Especialmente porque, de algún modo, el legislador, al jugar con nuestras heurísticas y sesgos, estaría accediendo al patio trasero neuronal de los ciudadanos con un nivel de sofisticación mayor al empleado en otras ocasiones (en el pasado, probablemente también lo ha intentado, pero posiblemente de forma «burda», al no tener los conocimientos suficientes).

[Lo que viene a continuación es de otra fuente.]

//! The "cart changed" notification channel.
//!
//! # Design
//! A payload-free broadcast subject. Listeners learn only that some mutation
//! succeeded and must re-query the cart for the authoritative snapshot, so a
//! lagging listener loses nothing by having missed intermediate signals: lag
//! collapses into a single `CartChanged`.

use tokio::sync::broadcast;
use tokio::sync::broadcast::error::{RecvError, TryRecvError};
use tracing::trace;

const DEFAULT_CAPACITY: usize = 64;

/// Signal that the server-side cart was mutated successfully.
#[derive(Debug, Clone, Copy, PartialEq, Eq, Default)]
pub struct CartChanged;

/// Publish/subscribe handle for `CartChanged`. Clones share one channel.
#[derive(Debug, Clone)]
pub struct CartEvents {
    sender: broadcast::Sender<CartChanged>,
}

impl Default for CartEvents {
    fn default() -> Self {
        Self::new()
    }
}

impl CartEvents {
    pub fn new() -> Self {
        Self::with_capacity(DEFAULT_CAPACITY)
    }

    /// `capacity` is clamped to at least one.
    pub fn with_capacity(capacity: usize) -> Self {
        let (sender, _) = broadcast::channel(capacity.max(1));
        Self { sender }
    }

    pub fn subscribe(&self) -> CartListener {
        CartListener {
            receiver: self.sender.subscribe(),
        }
    }

    /// Dispatches one `CartChanged`; returns how many listeners it reached.
    pub fn publish(&self) -> usize {
        match self.sender.send(CartChanged) {
            Ok(count) => {
                trace!(count, "cart changed dispatched");
                count
            }
            Err(_) => {
                trace!("cart changed dropped: no listeners");
                0
            }
        }
    }

    pub fn listener_count(&self) -> usize {
        self.sender.receiver_count()
    }
}

/// One independent subscription to `CartEvents`.
#[derive(Debug)]
pub struct CartListener {
    receiver: broadcast::Receiver<CartChanged>,
}

impl CartListener {
    /// Waits for the next notification.
    ///
    /// Returns `None` once every `CartEvents` handle is dropped and nothing is
    /// left to deliver.
    pub async fn changed(&mut self) -> Option<CartChanged> {
        match self.receiver.recv().await {
            Ok(signal) => Some(signal),
            Err(RecvError::Lagged(skipped)) => {
                trace!(skipped, "cart listener lagged");
                Some(CartChanged)
            }
            Err(RecvError::Closed) => None,
        }
    }

    /// Takes a pending notification without waiting.
    pub fn try_changed(&mut self) -> Option<CartChanged> {
        match self.receiver.try_recv() {
            Ok(signal) => Some(signal),
            Err(TryRecvError::Lagged(_)) => Some(CartChanged),
            Err(TryRecvError::Empty | TryRecvError::Closed) => None,
        }
    }

    /// Drains everything pending and returns how many signals were waiting.
    pub fn drain(&mut self) -> usize {
        let mut count = 0;
        loop {
            match self.receiver.try_recv() {
                Ok(_) => count += 1,
                Err(TryRecvError::Lagged(skipped)) => {
                    count += usize::try_from(skipped).unwrap_or(usize::MAX);
                }
                Err(TryRecvError::Empty | TryRecvError::Closed) => return count,
            }
        }
    }
}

Viendo el éxito de estas medidas brevemente descritas, todo invita a pensar que estamos a las puertas de lo que podría ser la arquitectura jurídica del futuro. En efecto, no es descabellado pensar que se acabará intensificando su uso. De hecho, el incremento de la psicometría humana que los algoritmos extractivos habilita permitirá conocer algunas de las incognitas del comportamiento por debajo del nivel consciente del cerebro (y el legislador podría dejar de padecer la versión jurídica del síndrome de ANTÓN). Por consiguiente, al desvelar más patrones por debajo de este umbral, las mandatos subliminales implícitos en las normas podrían ser más sofisticados.

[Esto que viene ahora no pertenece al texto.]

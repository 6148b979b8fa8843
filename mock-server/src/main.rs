use clap::Parser;
use tokio::net::TcpListener;
use tracing::info;
use tracing_subscriber::EnvFilter;

/// In-memory cart service for local storefront development.
#[derive(Debug, Parser)]
#[command(name = "mock-server", about = "Mock storefront cart service", long_about = None)]
struct Config {
    /// Port to listen on (loopback only).
    #[arg(long, env = "PORT", default_value_t = 3000)]
    port: u16,

    /// Log level used when `RUST_LOG` is not set.
    #[arg(long, env = "LOG_LEVEL", default_value = "info")]
    log_level: String,
}

#[tokio::main]
async fn main() -> Result<(), std::io::Error> {
    let config = Config::parse();

    let filter = EnvFilter::try_from_default_env()
        .unwrap_or_else(|_| EnvFilter::new(format!("{},hyper=warn,tower=warn", config.log_level)));
    tracing_subscriber::fmt()
        .compact()
        .with_target(true)
        .with_env_filter(filter)
        .init();

    let addr = format!("127.0.0.1:{}", config.port);
    let listener = TcpListener::bind(&addr).await?;
    info!(%addr, "listening");
    mock_server::run(listener).await
}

Por este motivo, creo que deberíamos articular un escudo protector de nuestro «yo inconsciente» (como he tratado de exponer extensamente en «Inteligencia Artificial y neuroderechos: la protección del yo inconsciente de la persona«).
Este tipo de «conducción» del comportamiento social puede acabar siendo abusivo. Por este motivo, no sé cómo lo verán ustedes, sería muy conveniente la máxima transparencia.
Si no la exigimos, como en el flautista de Hamelin, podríamos acabar bailando sin saber porqué.
Bibliografía citada
- Adam GRANT (2022), Piénsalo otra vez, Deusto.
- Michael LEWIS (2017), Deshaciendo errores, Debate.
- John A. PAULOS (2000), El hombre anumérico, Tusquets.
- Massimo PIATTELLI PALMARINI (1995), Los túneles de la mente, Crítica.
- Cass R. SUNSTEIN (2009), Leyes de miedo. Katz, Buenos Aires.
- Cass R. SUNSTEIN (2006), Riesgo y razón, Katz.
- Amos TVERSKY y Daniel KAHNEMAN (2012), «El juicio bajo incertidumbre: heurísticas y sesgos», En Pensar rápido, pensar despacio, Debolsillo.
Muy interesante… Me ha recordado dentro del Urbanismo, sobre la protección de la legalidad y restitución del orden jurídico perturbado. Vamos, que si haces una construcción ilegal, es muy difícil que te la tiren abajo. En España la fuerza fáctica de los hechos, en casi todos los casos, está por delante y por encima de la Ley. Hay mecanismos, y no se aplican, al depender de la clase política. Y habiendo sentencias, o bien no se ejecutan, o bien es muy difícil su ejecución.